> **WHAT YOU SHOULD DO**
Please count the lines of the listing below in which "AppState" occurs, and reply with the number only.

((

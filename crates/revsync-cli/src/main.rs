use std::sync::Arc;

use anyhow::{bail, Context, Result};
use clap::{Args, Parser, Subcommand};
use revsync_core::Platform;
use revsync_storage::SqliteReviewStore;
use revsync_sync::{
    build_live_orchestrator, maybe_build_scheduler, run_update_once_from_env, AppRegistry,
    IngestionReport, IngestionRequest, SyncConfig,
};
use revsync_web::AppState;
use tracing::info;
use tracing_subscriber::EnvFilter;

#[derive(Debug, Parser)]
#[command(name = "revsync")]
#[command(about = "App Store / Google Play review ingestion")]
struct Cli {
    #[command(subcommand)]
    command: Option<Commands>,
}

#[derive(Debug, Subcommand)]
enum Commands {
    /// Fetch reviews inside a window and print them as JSON.
    Fetch(WindowArgs),
    /// Fetch reviews inside a window and append the unseen ones to the store.
    Write(WindowArgs),
    /// Incremental ingest from the stored watermark. Without ids, runs every app in the registry.
    Update(TargetArgs),
    Migrate,
    Serve,
    Schedule,
}

#[derive(Debug, Args)]
struct TargetArgs {
    #[arg(long)]
    app_store_id: Option<String>,
    #[arg(long)]
    google_play_id: Option<String>,
    #[arg(long)]
    country: Option<String>,
}

impl TargetArgs {
    fn has_target(&self) -> bool {
        self.app_store_id.is_some() || self.google_play_id.is_some()
    }

    fn apply(&self, mut request: IngestionRequest, config: &SyncConfig) -> IngestionRequest {
        if let Some(id) = &self.app_store_id {
            request = request.app_store(id.clone());
        }
        if let Some(id) = &self.google_play_id {
            request = request.google_play(id.clone());
        }
        request.country(self.country.clone().unwrap_or_else(|| config.country.clone()))
    }
}

#[derive(Debug, Args)]
struct WindowArgs {
    #[command(flatten)]
    target: TargetArgs,
    /// Inclusive start, `YYYY-MM-DD` or RFC 3339.
    #[arg(long)]
    start: String,
    /// Inclusive end; a bare date covers the whole day.
    #[arg(long)]
    end: String,
}

#[tokio::main]
async fn main() -> Result<()> {
    tracing_subscriber::fmt()
        .with_env_filter(EnvFilter::from_default_env().add_directive("revsync=info".parse()?))
        .init();

    let cli = Cli::parse();
    let config = SyncConfig::from_env();

    match cli.command.unwrap_or(Commands::Update(TargetArgs {
        app_store_id: None,
        google_play_id: None,
        country: None,
    })) {
        Commands::Fetch(args) => {
            let orchestrator = build_live_orchestrator(&config).await?;
            let request = args.target.apply(IngestionRequest::explicit(args.start, args.end), &config);
            let report = orchestrator.fetch(&request).await?;
            println!("{}", serde_json::to_string_pretty(&report).context("serializing report")?);
        }
        Commands::Write(args) => {
            let orchestrator = build_live_orchestrator(&config).await?;
            let request = args.target.apply(IngestionRequest::explicit(args.start, args.end), &config);
            let report = orchestrator.ingest(&request).await?;
            print_summary(&report);
        }
        Commands::Update(target) if target.has_target() => {
            let orchestrator = build_live_orchestrator(&config).await?;
            let report = orchestrator
                .ingest(&target.apply(IngestionRequest::incremental(), &config))
                .await?;
            print_summary(&report);
        }
        Commands::Update(_) => {
            let summary = run_update_once_from_env().await?;
            println!(
                "update complete: run_id={} apps={} written={}",
                summary.run_id,
                summary.apps.len(),
                summary.total_written()
            );
            for app in &summary.apps {
                match (&app.report, &app.error) {
                    (Some(report), _) => {
                        println!("[{}]", app.name);
                        print_summary(report);
                    }
                    (None, Some(err)) => println!("[{}] skipped: {err}", app.name),
                    (None, None) => {}
                }
            }
        }
        Commands::Migrate => {
            let store = SqliteReviewStore::connect(&config.database_url)
                .await
                .with_context(|| format!("connecting to {}", config.database_url))?;
            store.migrate().await?;
            store.close().await;
            println!("migrations applied: {}", config.database_url);
        }
        Commands::Serve => {
            let orchestrator = Arc::new(build_live_orchestrator(&config).await?);
            let scheduler = match AppRegistry::load(&config.apps_file).await {
                Ok(registry) => maybe_build_scheduler(&config, orchestrator.clone(), Arc::new(registry)).await?,
                Err(err) => {
                    info!(error = %err, "no app registry; scheduled updates disabled");
                    None
                }
            };
            if let Some(sched) = &scheduler {
                sched.start().await.context("starting scheduler")?;
            }
            let state = AppState::new(orchestrator).with_default_country(config.country.clone());
            revsync_web::serve(state, config.web_port).await?;
        }
        Commands::Schedule => {
            let orchestrator = Arc::new(build_live_orchestrator(&config).await?);
            let registry = Arc::new(AppRegistry::load(&config.apps_file).await?);
            let Some(mut sched) = maybe_build_scheduler(&config, orchestrator, registry).await? else {
                bail!("scheduler disabled; set REVSYNC_SCHEDULER_ENABLED=1");
            };
            sched.start().await.context("starting scheduler")?;
            info!(cron_1 = %config.sync_cron_1, cron_2 = %config.sync_cron_2, "scheduler running");
            tokio::signal::ctrl_c().await.context("waiting for ctrl-c")?;
            sched.shutdown().await.context("stopping scheduler")?;
        }
    }

    Ok(())
}

fn print_summary(report: &IngestionReport) {
    for platform in Platform::ALL {
        let Some(outcome) = report.outcome(platform) else {
            continue;
        };
        match &outcome.error {
            Some(err) => println!("  {}: error: {err}", platform.display_name()),
            None => println!(
                "  {}: fetched={} written={} duplicates={} requests={}{}",
                platform.display_name(),
                outcome.count,
                outcome.written,
                outcome.duplicates,
                outcome.requests,
                if outcome.budget_exhausted { " (budget exhausted)" } else { "" }
            ),
        }
    }
    println!("total fetched={} written={}", report.total_count, report.total_written);
}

))

> **RESULT OF THIS EXERCISE**
2